Sagaciously the German Foreign Office admitted at once the genuineness of General Groener's memorandum. Thus controversy instantly ceased to exist, and what might have been whooped up for weeks as "an international scandal" became merely a blazing indiscretion. Hardest hearts began to sympathize with tough intrepid General Wilhelm Groener. After all he was the only German commander who dared to tell Wilhelm II that as German Emperor he ought to lead his Armies to victory or die, personally, in the trenches. There was an indiscretion! Moreover General Groener stuck with Feldmarschall von Hindenburg to the bitter end--long after General Erich von Ludendorff had escaped in thick blue glasses to Sweden, long long after Wilhelm II was safe in Holland. Last week people who really know and value the brainy acumen and soldierly integrity of Germany's Defense Minister hastily closeted themselves with his memorandum, read and pondered well. It was drafted last November, just after the Anglo-French naval & military accord was exposed (TIME, Oct. 8), and precisely when General Groener was urging the Reichstag to appropriate money for four new German battle cruisers (TIME, Nov. 26). In fact, the memorandum was apparently circulated among the most potent, and supposedly most discreet German leaders, in an effort to win their support for the cruiser bill.

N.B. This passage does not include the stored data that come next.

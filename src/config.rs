use std::env;
use std::str::FromStr;

/// Per-IP rate limit for the authenticated API. `0` disables the limiter.
#[derive(Debug, Clone, Copy)]
pub struct RateLimitConfig {
    pub api_rpm: u32,
}

impl RateLimitConfig {
    pub fn disabled() -> Self {
        Self { api_rpm: 0 }
    }
}

/// Knobs for the admit-and-apply pipeline, the ledger and the maintenance loop.
#[derive(Debug, Clone)]
pub struct LedgerSettings {
    /// Creator share applied when no per-creator override exists.
    pub default_creator_share: f64,
    /// How long an admitted event may stay in flight before another worker may reclaim it.
    pub admission_lease_secs: i64,
    /// Age after which a pending admission is picked up by the repair job.
    pub repair_grace_secs: i64,
    /// Grace added to `expires_at` before an unpaid subscription is canceled.
    pub expiry_grace_secs: i64,
}

impl Default for LedgerSettings {
    fn default() -> Self {
        Self {
            default_creator_share: 0.8,
            admission_lease_secs: 60,
            repair_grace_secs: 300,
            expiry_grace_secs: 86400,
        }
    }
}

#[derive(Debug, Clone, Default)]
pub struct WebhookSecrets {
    pub paypal: Option<String>,
    pub portone: Option<String>,
    pub unified: Option<String>,
}

#[derive(Debug, Clone)]
pub struct CollaboratorConfig {
    pub transcoder_url: Option<String>,
    pub transcoder_api_key: Option<String>,
    pub video_host_url: Option<String>,
    pub video_host_token: Option<String>,
    pub request_timeout_secs: u64,
    /// Jobs still queued/running after this long are marked failed.
    pub processing_timeout_secs: i64,
    pub poll_interval_secs: u64,
}

#[derive(Debug, Clone)]
pub struct Config {
    pub host: String,
    pub port: u16,
    pub database_path: String,
    pub audit_database_path: String,
    pub bootstrap_admin_name: Option<String>,
    pub dev_mode: bool,
    pub audit_log_enabled: bool,
    pub rate_limit: RateLimitConfig,
    pub webhook_secrets: WebhookSecrets,
    pub ledger: LedgerSettings,
    pub repair_interval_secs: u64,
    pub collaborators: CollaboratorConfig,
}

fn env_or<T: FromStr>(key: &str, default: T) -> T {
    env::var(key)
        .ok()
        .and_then(|v| v.parse().ok())
        .unwrap_or(default)
}

fn env_opt(key: &str) -> Option<String> {
    env::var(key).ok().filter(|v| !v.trim().is_empty())
}

impl Config {
    pub fn from_env() -> Self {
        dotenvy::dotenv().ok();

        let dev_mode = env::var("REELPAY_ENV")
            .map(|v| v == "dev" || v == "development")
            .unwrap_or(false);

        let defaults = LedgerSettings::default();
        let mut default_creator_share =
            env_or("DEFAULT_CREATOR_SHARE", defaults.default_creator_share);
        if !(0.0..=1.0).contains(&default_creator_share) {
            tracing::warn!(
                "DEFAULT_CREATOR_SHARE={} is outside 0..=1, falling back to {}",
                default_creator_share,
                defaults.default_creator_share
            );
            default_creator_share = defaults.default_creator_share;
        }

        Self {
            host: env::var("HOST").unwrap_or_else(|_| "127.0.0.1".to_string()),
            port: env_or("PORT", 3000),
            database_path: env::var("DATABASE_PATH").unwrap_or_else(|_| "reelpay.db".to_string()),
            audit_database_path: env::var("AUDIT_DATABASE_PATH")
                .unwrap_or_else(|_| "reelpay_audit.db".to_string()),
            bootstrap_admin_name: env_opt("BOOTSTRAP_ADMIN_NAME"),
            dev_mode,
            audit_log_enabled: env_or("AUDIT_LOG_ENABLED", true),
            rate_limit: RateLimitConfig {
                api_rpm: env_or("RATE_LIMIT_API_RPM", 120),
            },
            webhook_secrets: WebhookSecrets {
                paypal: env_opt("PAYPAL_WEBHOOK_SECRET"),
                portone: env_opt("PORTONE_WEBHOOK_SECRET"),
                unified: env_opt("PAYMENT_CONFIRMATION_SECRET"),
            },
            ledger: LedgerSettings {
                default_creator_share,
                admission_lease_secs: env_or("ADMISSION_LEASE_SECS", defaults.admission_lease_secs),
                repair_grace_secs: env_or("REPAIR_GRACE_SECS", defaults.repair_grace_secs),
                expiry_grace_secs: env_or("EXPIRY_GRACE_SECS", defaults.expiry_grace_secs),
            },
            repair_interval_secs: env_or("REPAIR_INTERVAL_SECS", 60),
            collaborators: CollaboratorConfig {
                transcoder_url: env_opt("TRANSCODER_URL"),
                transcoder_api_key: env_opt("TRANSCODER_API_KEY"),
                video_host_url: env_opt("VIDEO_HOST_URL"),
                video_host_token: env_opt("VIDEO_HOST_TOKEN"),
                request_timeout_secs: env_or("COLLABORATOR_TIMEOUT_SECS", 30),
                processing_timeout_secs: env_or("PROCESSING_TIMEOUT_SECS", 2 * 60 * 60),
                poll_interval_secs: env_or("PROCESSING_POLL_SECS", 15),
            },
        }
    }

    pub fn addr(&self) -> String {
        format!("{}:{}", self.host, self.port)
    }
}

Wrote the Defense Minister:

"Revelations of the last few weeks reveal as if by a searchlight the future grouping of powers around England and France on the one hand, and America on the other. The fighting out of these antagonisms is only a question of time, and Germany, a people of sixty millions in the heart of Europe, runs the gravest danger of being drawn into the struggle. If we do not intend our neutrality to be violated, and that conflict fought out on our territory, we shall be compelled to defend it in arms.

"The tension between Czechoslovakia and Italy, between Italy and Jugoslavia, between Poland and Lithuania--:with Russia in the background--has left Europe no peace. The antagonism between England and Russia is notorious. If we do not intend that the belligerents should ruthlessly ignore our many-sided economic and cultural interests, which extend beyond our frontiers, we must put ourselves in a position to uphold our rights with weight. This eventually must be soberly pondered.

Pressing home his demand for more cruisers General Groener concluded: "The German fleet must command the Baltic. Poland is strengthening her fleet, and France has bound herself by treaty to support Poland in case of war by a strong cruiser squadron. The safety of East Prussia* demands that we lay down these new cruisers. There can be no question, any more, of Germany aspiring to Sea Power. Her small forces can barely suffice for defense."

*Since the famed "Polish Corridor to the Sea" divides East Prussia from the rest of Germany, it would be the natural point of attack for any Baltic enemy.